→ **Problem**: Scan the material that follows. Copy every line containing the word "only".

→ **Data shown**:
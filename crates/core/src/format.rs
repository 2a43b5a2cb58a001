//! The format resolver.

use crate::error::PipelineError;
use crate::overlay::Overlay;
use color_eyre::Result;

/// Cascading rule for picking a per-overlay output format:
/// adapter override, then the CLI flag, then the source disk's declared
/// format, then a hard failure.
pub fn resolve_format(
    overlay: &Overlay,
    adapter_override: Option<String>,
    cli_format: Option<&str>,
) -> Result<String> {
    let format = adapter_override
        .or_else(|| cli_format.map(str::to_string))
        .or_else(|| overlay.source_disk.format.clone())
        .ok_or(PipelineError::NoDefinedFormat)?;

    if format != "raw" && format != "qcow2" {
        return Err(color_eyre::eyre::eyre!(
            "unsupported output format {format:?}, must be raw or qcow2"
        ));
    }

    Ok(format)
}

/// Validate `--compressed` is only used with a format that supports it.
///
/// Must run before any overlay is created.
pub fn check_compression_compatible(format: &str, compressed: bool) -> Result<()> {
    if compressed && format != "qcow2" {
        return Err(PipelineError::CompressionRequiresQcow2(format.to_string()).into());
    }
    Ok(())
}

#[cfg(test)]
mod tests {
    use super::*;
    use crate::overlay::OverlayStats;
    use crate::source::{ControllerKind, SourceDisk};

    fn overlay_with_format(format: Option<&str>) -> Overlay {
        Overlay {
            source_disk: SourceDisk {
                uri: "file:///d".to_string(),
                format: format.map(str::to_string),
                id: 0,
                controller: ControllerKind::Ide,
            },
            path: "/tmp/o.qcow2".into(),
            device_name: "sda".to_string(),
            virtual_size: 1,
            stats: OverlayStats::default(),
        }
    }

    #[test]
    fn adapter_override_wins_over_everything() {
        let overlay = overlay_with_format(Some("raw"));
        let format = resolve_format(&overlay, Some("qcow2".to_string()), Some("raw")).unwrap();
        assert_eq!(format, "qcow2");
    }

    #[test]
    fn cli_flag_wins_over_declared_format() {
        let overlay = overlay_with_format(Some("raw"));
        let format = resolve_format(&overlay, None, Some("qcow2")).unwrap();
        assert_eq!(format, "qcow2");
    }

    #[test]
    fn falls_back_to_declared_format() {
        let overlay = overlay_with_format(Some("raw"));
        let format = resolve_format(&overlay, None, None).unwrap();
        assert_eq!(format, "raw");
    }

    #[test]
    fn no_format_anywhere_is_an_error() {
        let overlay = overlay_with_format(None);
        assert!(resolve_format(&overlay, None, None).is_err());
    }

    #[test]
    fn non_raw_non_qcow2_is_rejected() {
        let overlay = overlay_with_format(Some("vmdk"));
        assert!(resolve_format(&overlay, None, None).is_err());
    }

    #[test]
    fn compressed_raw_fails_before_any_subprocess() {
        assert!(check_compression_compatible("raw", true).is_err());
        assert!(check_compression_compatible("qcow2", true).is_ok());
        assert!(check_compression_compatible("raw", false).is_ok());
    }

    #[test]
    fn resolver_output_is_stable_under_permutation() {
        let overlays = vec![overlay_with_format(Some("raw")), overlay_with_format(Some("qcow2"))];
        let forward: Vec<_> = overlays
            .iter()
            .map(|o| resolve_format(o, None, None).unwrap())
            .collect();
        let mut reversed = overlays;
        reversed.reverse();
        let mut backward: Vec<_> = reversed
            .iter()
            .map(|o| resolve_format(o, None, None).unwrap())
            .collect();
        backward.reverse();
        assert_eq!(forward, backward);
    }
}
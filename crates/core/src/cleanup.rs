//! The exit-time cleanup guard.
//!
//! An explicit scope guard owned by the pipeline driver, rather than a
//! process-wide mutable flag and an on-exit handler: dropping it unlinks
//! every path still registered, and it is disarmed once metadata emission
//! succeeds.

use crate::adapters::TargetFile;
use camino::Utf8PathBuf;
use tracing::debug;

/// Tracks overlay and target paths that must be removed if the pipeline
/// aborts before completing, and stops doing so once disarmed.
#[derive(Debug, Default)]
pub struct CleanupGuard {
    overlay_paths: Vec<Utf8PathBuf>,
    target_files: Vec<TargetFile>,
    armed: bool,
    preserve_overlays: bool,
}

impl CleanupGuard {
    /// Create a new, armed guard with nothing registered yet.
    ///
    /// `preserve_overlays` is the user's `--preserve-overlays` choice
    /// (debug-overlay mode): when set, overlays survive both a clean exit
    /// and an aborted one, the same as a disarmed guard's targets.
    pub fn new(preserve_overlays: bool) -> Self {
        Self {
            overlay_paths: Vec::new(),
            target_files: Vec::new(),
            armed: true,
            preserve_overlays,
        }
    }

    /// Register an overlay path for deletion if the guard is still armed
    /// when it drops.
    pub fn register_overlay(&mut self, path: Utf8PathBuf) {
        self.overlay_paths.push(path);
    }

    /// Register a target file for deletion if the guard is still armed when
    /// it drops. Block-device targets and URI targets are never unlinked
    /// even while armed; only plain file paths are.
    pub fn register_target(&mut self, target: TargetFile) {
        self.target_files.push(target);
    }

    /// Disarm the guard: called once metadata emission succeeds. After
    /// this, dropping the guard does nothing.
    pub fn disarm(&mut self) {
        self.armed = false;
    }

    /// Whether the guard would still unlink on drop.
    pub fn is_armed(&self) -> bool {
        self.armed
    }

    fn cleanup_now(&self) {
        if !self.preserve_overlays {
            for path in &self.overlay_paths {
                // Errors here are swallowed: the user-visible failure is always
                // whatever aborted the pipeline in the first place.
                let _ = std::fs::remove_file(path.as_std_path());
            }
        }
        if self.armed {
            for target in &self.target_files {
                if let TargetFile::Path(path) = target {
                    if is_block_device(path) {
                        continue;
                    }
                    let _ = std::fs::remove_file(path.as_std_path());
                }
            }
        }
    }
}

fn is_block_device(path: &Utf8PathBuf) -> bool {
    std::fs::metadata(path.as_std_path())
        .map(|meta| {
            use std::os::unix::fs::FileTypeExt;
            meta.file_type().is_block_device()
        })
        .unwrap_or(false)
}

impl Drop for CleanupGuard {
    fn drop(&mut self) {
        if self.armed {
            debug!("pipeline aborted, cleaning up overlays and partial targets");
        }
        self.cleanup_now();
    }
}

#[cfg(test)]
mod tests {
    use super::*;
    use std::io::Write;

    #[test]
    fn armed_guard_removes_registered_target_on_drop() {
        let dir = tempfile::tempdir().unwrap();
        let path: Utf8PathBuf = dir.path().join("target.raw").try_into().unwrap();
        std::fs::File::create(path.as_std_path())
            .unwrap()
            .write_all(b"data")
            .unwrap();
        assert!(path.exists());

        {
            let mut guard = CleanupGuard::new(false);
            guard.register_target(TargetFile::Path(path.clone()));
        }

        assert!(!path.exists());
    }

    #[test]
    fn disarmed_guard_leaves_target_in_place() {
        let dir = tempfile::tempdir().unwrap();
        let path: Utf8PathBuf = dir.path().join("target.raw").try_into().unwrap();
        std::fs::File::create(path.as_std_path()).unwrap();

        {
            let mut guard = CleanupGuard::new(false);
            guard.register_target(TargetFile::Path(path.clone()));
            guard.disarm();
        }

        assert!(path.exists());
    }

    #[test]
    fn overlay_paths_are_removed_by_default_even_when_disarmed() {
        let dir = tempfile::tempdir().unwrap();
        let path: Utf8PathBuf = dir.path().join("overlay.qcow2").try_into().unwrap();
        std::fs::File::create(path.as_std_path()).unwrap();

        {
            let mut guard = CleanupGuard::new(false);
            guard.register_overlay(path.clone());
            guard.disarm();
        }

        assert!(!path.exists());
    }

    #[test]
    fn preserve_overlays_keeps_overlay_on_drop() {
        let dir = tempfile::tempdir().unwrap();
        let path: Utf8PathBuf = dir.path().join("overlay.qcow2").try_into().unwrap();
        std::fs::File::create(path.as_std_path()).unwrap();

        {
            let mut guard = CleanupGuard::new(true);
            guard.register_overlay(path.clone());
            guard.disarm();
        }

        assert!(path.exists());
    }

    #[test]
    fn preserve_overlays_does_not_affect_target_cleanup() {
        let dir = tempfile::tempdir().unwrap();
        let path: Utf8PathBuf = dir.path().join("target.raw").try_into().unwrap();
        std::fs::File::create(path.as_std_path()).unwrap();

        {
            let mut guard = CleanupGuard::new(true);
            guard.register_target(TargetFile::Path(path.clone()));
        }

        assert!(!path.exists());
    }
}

→ **Solved problem**:
/// Validate `--compressed` is only used with a format that supports it.
    /// even while armed; only plain file paths are.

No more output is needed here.